Schedule 4: Variable ratio (VR)
A dog’s behaviour is said to be on a variable ratio schedule when she is reinforced after performing the behaviour itself a random number of times, regardless of how much time has passed. As there is no predictability, there’s minimal post-reinforcement pause and your dog maintains a high, steady rate of response.
Variable ratio schedule examples
Some ‘sits’ may get a no reward, or a mere “good girl”, while others get a piece of steak.
Gambling is one of the most addictive behaviours in the human world, and slot machines perfectly illustrate how powerful a variable schedule of reinforcement can be. There’s no telling which pull will be the winner, and it always feels so close, so you keep going and going.
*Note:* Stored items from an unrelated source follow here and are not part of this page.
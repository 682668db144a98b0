// This Source Code Form is subject to the terms of the Mozilla Public
// License, v. 2.0. If a copy of the MPL was not distributed with this
// file, You can obtain one at http://mozilla.org/MPL/2.0/.

/*!
Stochastic photon transport.

For one vertex and one pass, `photon_pass` fires the vertex's photon budget
of trajectories. Each picks a direction by importance sampling over the
neighbour cones and a velocity offset uniform across the local line profile,
then marches outward through the tessellation edge by edge until it reaches
the boundary. Along the way it accumulates, per line, the attenuated source
contribution of every traversed segment (line plus dust continuum), with the
velocity along each segment taken from the edge's quartic polynomial at
`N_RAN_PER_SEGMENT` random arc lengths. The cosmic background enters at the
boundary, attenuated by the full accumulated opacity.

The profile-weighted average over trajectories becomes `jbar`. Everything is
written into a per-worker scratch block; the grid and the population
snapshot are only read. Intensities are in the species' normalised units.
 */

use rand::Rng;

use super::blend::BlendTable;
use super::Populations;
use crate::constants::{EPS, HPIP, N_RAN_PER_SEGMENT, VEL_SAMPLE_RANGE};
use crate::continuum::Continuum;
use crate::grid::{velocoeffs, Grid};
use crate::math::{calc_source_fn, fast_exp, gaussline};
use crate::moldata::MolData;

/// Per-worker scratch: mean intensities, per-trajectory accumulators and
/// profile weights. Allocated once per worker, reused for every vertex.
pub struct WorkerScratch {
    /// `jbar[ispec][iline]`, normalised.
    pub jbar: Vec<Vec<f64>>,
    /// `phot[ispec][iline * max_phot + iphot]`: intensity gathered by one
    /// trajectory for one line.
    phot: Vec<Vec<f64>>,
    /// `vfac[ispec][iphot]`: the trajectory's profile weight at the vertex.
    vfac: Vec<Vec<f64>>,
    /// Running optical depth per line along the current trajectory.
    tau: Vec<Vec<f64>>,
    max_phot: usize,
}

impl WorkerScratch {
    pub fn new(mols: &[MolData], max_phot: usize) -> WorkerScratch {
        WorkerScratch {
            jbar: mols.iter().map(|m| vec![0.0; m.nline]).collect(),
            phot: mols.iter().map(|m| vec![0.0; m.nline * max_phot]).collect(),
            vfac: mols.iter().map(|_| vec![0.0; max_phot]).collect(),
            tau: mols.iter().map(|m| vec![0.0; m.nline]).collect(),
            max_phot,
        }
    }
}

/// Line opacity and emissivity of vertex `here` for species `ispec`, line
/// `iline`, at profile factor `vfac` (dimensionless).
#[inline]
fn line_jnu_alpha(
    mol: &MolData,
    pops: &Populations,
    ispec: usize,
    here: usize,
    nmol: f64,
    binv: f64,
    vfac: f64,
    iline: usize,
) -> (f64, f64) {
    let u = mol.lau[iline];
    let l = mol.lal[iline];
    let pop_u = pops.species[ispec][[here, u]];
    let pop_l = pops.species[ispec][[here, l]];
    let common = HPIP * vfac * binv * nmol;
    let jnu = common * pop_u * mol.aeinst[iline];
    let alpha = common * (pop_l * mol.beinstl[iline] - pop_u * mol.beinstu[iline]);
    (jnu, alpha)
}

/// Run one vertex's photon batch and leave `jbar` in the scratch block.
#[allow(clippy::too_many_arguments)]
pub fn photon_pass<R: Rng>(
    grid: &Grid,
    pops: &Populations,
    mols: &[MolData],
    cont: &Continuum,
    blends: Option<&BlendTable>,
    taylor_cutoff: f64,
    vertex: usize,
    rng: &mut R,
    scratch: &mut WorkerScratch,
) {
    let nphot = grid.vertices[vertex].nphot.min(scratch.max_phot);
    let origin = &grid.vertices[vertex];
    // A trajectory that keeps finding forward-pointing neighbours must leave
    // the finite volume; this cap only guards against degenerate meshes.
    let max_steps = 4 * grid.vertices.len();

    for (ispec, mol) in mols.iter().enumerate() {
        scratch.jbar[ispec].iter_mut().for_each(|x| *x = 0.0);
        scratch.phot[ispec][..mol.nline * nphot]
            .iter_mut()
            .for_each(|x| *x = 0.0);
    }

    let mut seg_vels = [0.0; N_RAN_PER_SEGMENT];

    for iphot in 0..nphot {
        let (_, dir) = grid.sample_direction(vertex, rng);
        // Velocity offset of this photon relative to the local systemic
        // velocity, sampled uniformly across the line profile.
        let vel_offset = VEL_SAMPLE_RANGE * origin.dopb * (rng.gen::<f64>() - 0.5);
        let deltav = vel_offset + velocoeffs::veloproject(&dir, &origin.vel);

        for (ispec, _) in mols.iter().enumerate() {
            scratch.vfac[ispec][iphot] = gaussline(vel_offset, origin.binv[ispec]);
            scratch.tau[ispec].iter_mut().for_each(|x| *x = 0.0);
        }

        let mut here = vertex;
        let mut steps = 0;
        loop {
            let vh = &grid.vertices[here];
            if vh.sink || steps >= max_steps {
                // The boundary: only the cosmic background comes in.
                for (ispec, mol) in mols.iter().enumerate() {
                    for iline in 0..mol.nline {
                        scratch.phot[ispec][iline * nphot + iphot] +=
                            fast_exp(scratch.tau[ispec][iline]) * mol.cmb[iline];
                    }
                }
                break;
            }
            steps += 1;

            // March along the best-aligned edge.
            let mut k = 0;
            let mut best_dot = f64::NEG_INFINITY;
            for (i, d) in vh.dir.iter().enumerate() {
                let dot = d.dot(&dir);
                if dot > best_dot {
                    best_dot = dot;
                    k = i;
                }
            }
            let ds_eff = vh.ds[k] * best_dot.max(0.0);
            for vel in seg_vels.iter_mut() {
                *vel = velocoeffs::eval(&vh.acoeffs[k], rng.gen::<f64>());
            }

            for (ispec, mol) in mols.iter().enumerate() {
                let binv = vh.binv[ispec];
                let nmol = vh.nmol[ispec];
                let mut vfac = 0.0;
                for &vel in &seg_vels {
                    vfac += gaussline(deltav - vel, binv);
                }
                vfac /= N_RAN_PER_SEGMENT as f64;

                for iline in 0..mol.nline {
                    let (mut jnu, mut alpha) =
                        line_jnu_alpha(mol, pops, ispec, here, nmol, binv, vfac, iline);

                    // Blended partners contribute at their shifted velocity.
                    if let Some(blends) = blends {
                        for &(jline, dv) in &blends[ispec][iline] {
                            let mut vfac_b = 0.0;
                            for &vel in &seg_vels {
                                vfac_b += gaussline(deltav + dv - vel, binv);
                            }
                            vfac_b /= N_RAN_PER_SEGMENT as f64;
                            let (jb, ab) = line_jnu_alpha(
                                mol, pops, ispec, here, nmol, binv, vfac_b, jline,
                            );
                            jnu += jb;
                            alpha += ab;
                        }
                    }

                    let knu = cont.knu[ispec][[here, iline]];
                    let jnu_norm = jnu * mol.norminv + knu * cont.dust[ispec][[here, iline]];
                    let dtau = (alpha + knu) * ds_eff;
                    let (remnant, _) = calc_source_fn(dtau, taylor_cutoff);
                    let tau = &mut scratch.tau[ispec][iline];
                    scratch.phot[ispec][iline * nphot + iphot] +=
                        fast_exp(*tau) * remnant * jnu_norm * ds_eff;
                    *tau += dtau;
                }
            }

            here = vh.neigh[k];
        }
    }

    // Profile-weighted average over the batch.
    for (ispec, mol) in mols.iter().enumerate() {
        let weight_sum: f64 = scratch.vfac[ispec][..nphot].iter().sum();
        if weight_sum <= EPS {
            continue;
        }
        for iline in 0..mol.nline {
            let mut acc = 0.0;
            for iphot in 0..nphot {
                acc += scratch.vfac[ispec][iphot] * scratch.phot[ispec][iline * nphot + iphot];
            }
            scratch.jbar[ispec][iline] = acc / weight_sum;
        }
    }
}

#[cfg(test)]
mod tests {
    use super::*;
    use crate::solve::Populations;
    use crate::tests::{basic_config, two_level_mols, UniformSphere};
    use approx::assert_relative_eq;
    use rand::SeedableRng;
    use rand_pcg::Pcg64;

    /// With zero density everywhere the medium is transparent, so the mean
    /// intensity at any vertex is exactly the cosmic background.
    #[test]
    fn empty_cloud_sees_only_the_background() {
        let cfg = basic_config(100, 60);
        let model = UniformSphere {
            density: 0.0,
            ..Default::default()
        };
        let mols = two_level_mols();
        let grid = Grid::build(&cfg, &model, &mols).unwrap();
        let pops = Populations::lte(&grid, &mols);
        let cont = Continuum::setup(&grid, &model, &mols, None);
        let mut scratch = WorkerScratch::new(&mols, cfg.max_phot);
        let mut rng = Pcg64::seed_from_u64(5);

        photon_pass(
            &grid, &pops, &mols, &cont, None, cfg.taylor_cutoff, 0, &mut rng, &mut scratch,
        );
        assert_relative_eq!(scratch.jbar[0][0], mols[0].cmb[0], max_relative = 1e-10);
    }

    /// The same batch with the same RNG stream must reproduce bit-identical
    /// jbar values.
    #[test]
    fn deterministic_given_the_stream() {
        let cfg = basic_config(100, 60);
        let model = UniformSphere::default();
        let mols = two_level_mols();
        let grid = Grid::build(&cfg, &model, &mols).unwrap();
        let pops = Populations::lte(&grid, &mols);
        let cont = Continuum::setup(&grid, &model, &mols, None);

        let run = || {
            let mut scratch = WorkerScratch::new(&mols, cfg.max_phot);
            let mut rng = Pcg64::seed_from_u64(17);
            photon_pass(
                &grid, &pops, &mols, &cont, None, cfg.taylor_cutoff, 3, &mut rng, &mut scratch,
            );
            scratch.jbar[0][0]
        };
        assert_eq!(run().to_bits(), run().to_bits());
    }
}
When should you use a variable ratio schedule of reinforcement?
Once a behaviour is already learned, putting it on a variable ratio schedule is one of the best ways to maintain it. Variable schedules also help refine behaviours, allowing you to reinforce particularly good attempts, like faster sits or deeper bows, with better rewards. As a result, behaviours are not only strengthened, they’re perfected.
As we touched on in Dog Training Basics – Operant Conditioning, behaviours can become ‘extinct’ when there stops being any reinforcement for it (both internal and external). Extinction schedules work pretty much inversely to their reinforcement schedule counterparts. This means that if a behaviour is on a predictable, or continuous schedule of reinforcement, it generally reaches extinction quickly when all reinforcement is taken away. Using the light switch example above, if you flick the switch and the light doesn’t go on you don’t keep hitting the switch in the hopes that the light will turn on eventually. In the past it’s always worked within one flick, so you know not to waste your time on the switch again until the bulb is replaced.
In contrast, if a behaviour is on a very unpredictable schedule of reinforcement, as seen in variable ratio, the behaviour can be very resistant to extinction. This is due to that fact that reinforcement for that behaviour was random anyway, and sometimes far away – the dog may just think she needs to keep trying to get that reward.
References and recommended reading:
- Reid, P. (1996). Excel-Erated Learning: Explaining in Plain English How Dogs Learn and How Best to Teach Them. James & Kenneth.
- Yin, S. (2010). How To Behave So Your Dog Behaves. Neptune City, NJ: TFH
- Pryor, K. (1999). Don’t Shoot The Dog. Bantam.
- Skinner, B.F. (1951). How to teach animals. Scientific American.